Automate FTP 7.5 installation and FTP site creation
With the imminent release of Windows 7 and Server 2008 R2 to the general public, some of you may want to automate the installation FTP 7.5 on the machine. Thanks to pkgmgr, this is made amazingly simple!
To install both the UI and the FTP service, simply run the following command in an elevated cmd shell:
cmd /c "pkgmgr /iu:IIS-FTPSvc;IIS-FTPExtensibility”
However, for a more lightweight installation where you just want to install the service, this is possible via:
cmd /c "pkgmgr /iu:IIS-FTPSvc”
On this line of thinking about automating simple and common tasks, here’s a simple batch script that sets up a basic ftp site on port 21 with a data directory at C:\inetpub\ftproot
(can be a different drive depending on system) and allows read/write access to all users who already have access to the would-be server. NOTE: NO FURTHER SECURITY IS IN PLACE.

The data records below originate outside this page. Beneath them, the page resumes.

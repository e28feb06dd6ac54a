// =========================================================================
// FALSIFY-CV: convolutional covariance contract (covarianza convolutional)
//
// Contract under test: the weighted bilinear reduction over patch pairs:
// diagonal identity, symmetry, and the degenerate collapse to the bare
// base kernel.
// =========================================================================

use super::*;
use crate::kernels::SquaredExponential;

/// FALSIFY-CV-001: covariance_diag(X) == diag(covariance(X, X)) exactly
#[test]
fn falsify_cv_001_diag_identity() {
    let extractor = PatchExtractor::new((4, 4), (3, 3)).expect("valid shapes");
    let kernel = ConvolutionalCovariance::with_patches(
        SquaredExponential::new().with_lengthscale(3.0),
        extractor,
        Vector::from_slice(&[1.0, -1.0, 0.5, 2.0]),
    )
    .expect("weight length matches");

    let images = Matrix::from_vec(3, 16, (0..48).map(|i| (i % 7) as f64).collect())
        .expect("valid matrix");

    let full = kernel.covariance(&images, None).expect("covariance succeeds");
    let diag = kernel
        .covariance_diag(&images)
        .expect("covariance_diag succeeds");
    for n in 0..3 {
        assert_eq!(
            diag[n],
            full.get(n, n),
            "FALSIFIED CV-001: diag[{n}]={}, full[{n},{n}]={}",
            diag[n],
            full.get(n, n)
        );
    }
}

/// FALSIFY-CV-002: covariance(A, B) == covariance(B, A)^T
#[test]
fn falsify_cv_002_symmetry() {
    let extractor = PatchExtractor::new((3, 3), (2, 2)).expect("valid shapes");
    let kernel = ConvolutionalCovariance::with_patches(
        SquaredExponential::new(),
        extractor,
        Vector::from_slice(&[0.2, -0.4, 0.6, -0.8]),
    )
    .expect("weight length matches");

    let a = Matrix::from_vec(2, 9, (0..18).map(|i| (i as f64).sin()).collect())
        .expect("valid matrix");
    let b = Matrix::from_vec(3, 9, (0..27).map(|i| (i as f64).cos()).collect())
        .expect("valid matrix");

    let kab = kernel.covariance(&a, Some(&b)).expect("covariance succeeds");
    let kba = kernel.covariance(&b, Some(&a)).expect("covariance succeeds");
    for m in 0..2 {
        for n in 0..3 {
            assert!(
                (kab.get(m, n) - kba.get(n, m)).abs() < 1e-12,
                "FALSIFIED CV-002: K[{m},{n}]={} vs K^T={}",
                kab.get(m, n),
                kba.get(n, m)
            );
        }
    }
}

mod conv_proptest_falsify {
    use super::*;
    use proptest::prelude::*;

    /// FALSIFY-CV-003-prop: diagonal identity on random images and weights
    proptest! {
        #![proptest_config(ProptestConfig::with_cases(32))]

        #[test]
        fn falsify_cv_003_prop_diag_identity(
            pixels in proptest::collection::vec(-2.0f64..2.0, 18),
            weights in proptest::collection::vec(-1.0f64..1.0, 4),
        ) {
            let extractor = PatchExtractor::new((3, 3), (2, 2)).expect("valid shapes");
            let kernel = ConvolutionalCovariance::with_patches(
                SquaredExponential::new(),
                extractor,
                Vector::from_vec(weights),
            )
            .expect("weight length matches");

            let images = Matrix::from_vec(2, 9, pixels).expect("valid matrix");
            let full = kernel.covariance(&images, None).expect("covariance succeeds");
            let diag = kernel.covariance_diag(&images).expect("covariance_diag succeeds");
            for n in 0..2 {
                prop_assert_eq!(
                    diag[n],
                    full.get(n, n),
                    "FALSIFIED CV-003-prop: image {}", n
                );
            }
        }
    }

    /// FALSIFY-CV-004-prop: P = 1 collapses to w^2 * base kernel
    proptest! {
        #![proptest_config(ProptestConfig::with_cases(32))]

        #[test]
        fn falsify_cv_004_prop_degenerate_collapse(
            a_pixels in proptest::collection::vec(-2.0f64..2.0, 4),
            b_pixels in proptest::collection::vec(-2.0f64..2.0, 4),
            weight in -2.0f64..2.0,
        ) {
            use crate::traits::CovarianceFunction;

            let extractor = PatchExtractor::new((2, 2), (2, 2)).expect("valid shapes");
            let base = SquaredExponential::new();
            let kernel = ConvolutionalCovariance::with_patches(
                base.clone(),
                extractor,
                Vector::from_slice(&[weight]),
            )
            .expect("weight length matches");

            let a = Matrix::from_vec(1, 4, a_pixels).expect("valid matrix");
            let b = Matrix::from_vec(1, 4, b_pixels).expect("valid matrix");

            let k = kernel.covariance(&a, Some(&b)).expect("covariance succeeds");
            let raw = base.evaluate(&a, &b).expect("evaluate succeeds");
            let expected = weight * weight * raw.get(0, 0);
            prop_assert!(
                (k.get(0, 0) - expected).abs() < 1e-12,
                "FALSIFIED CV-004-prop: {} != {}", k.get(0, 0), expected
            );
        }
    }
}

You can copy and paste this directly into an elevated cmd shell window or make a batch file out of it to distribute it across multiple machines or change the values of the variables (ftproot
and ftpsite
).
cd %windir%\system32\inetsrv
REM ftproot is the location of the ftp data directory
set ftproot=%systemdrive%\inetpub\ftproot
REM ftpsite is the name of the ftp site
set ftpsite="ftp site"
if not exist “%ftproot%” (mkdir "%ftproot%")
cacls "%ftproot%" /G IUSR:W /T /E
appcmd add site /name:%ftpsite% /bindings:ftp://*:21 /physicalpath:"%ftproot%"
appcmd set config -section:system.applicationHost/sites /[name='%ftpsite%'].ftpServer.security.ssl.controlChannelPolicy:"SslAllow"
appcmd set config -section:system.applicationHost/sites /[name='%ftpsite%'].ftpServer.security.ssl.dataChannelPolicy:"SslAllow"
appcmd set config -section:system.applicationHost/sites /[name='%ftpsite%'].ftpServer.security.authentication.basicAuthentication.enabled:true
appcmd set config %ftpsite% /section:system.ftpserver/security/authorization /+[accessType='Allow',permissions='Read,Write',roles='',users='*'] /commit:apphost
The site created allows any user that has access to the machine to login remotely with his Windows credentials. He also has both read and write access to the folder (ftproot). The site does block against anonymous user logins, though. Furthermore, while SSL is allowed, it is not required, meaning clients are not required to connect over an encrypted channel.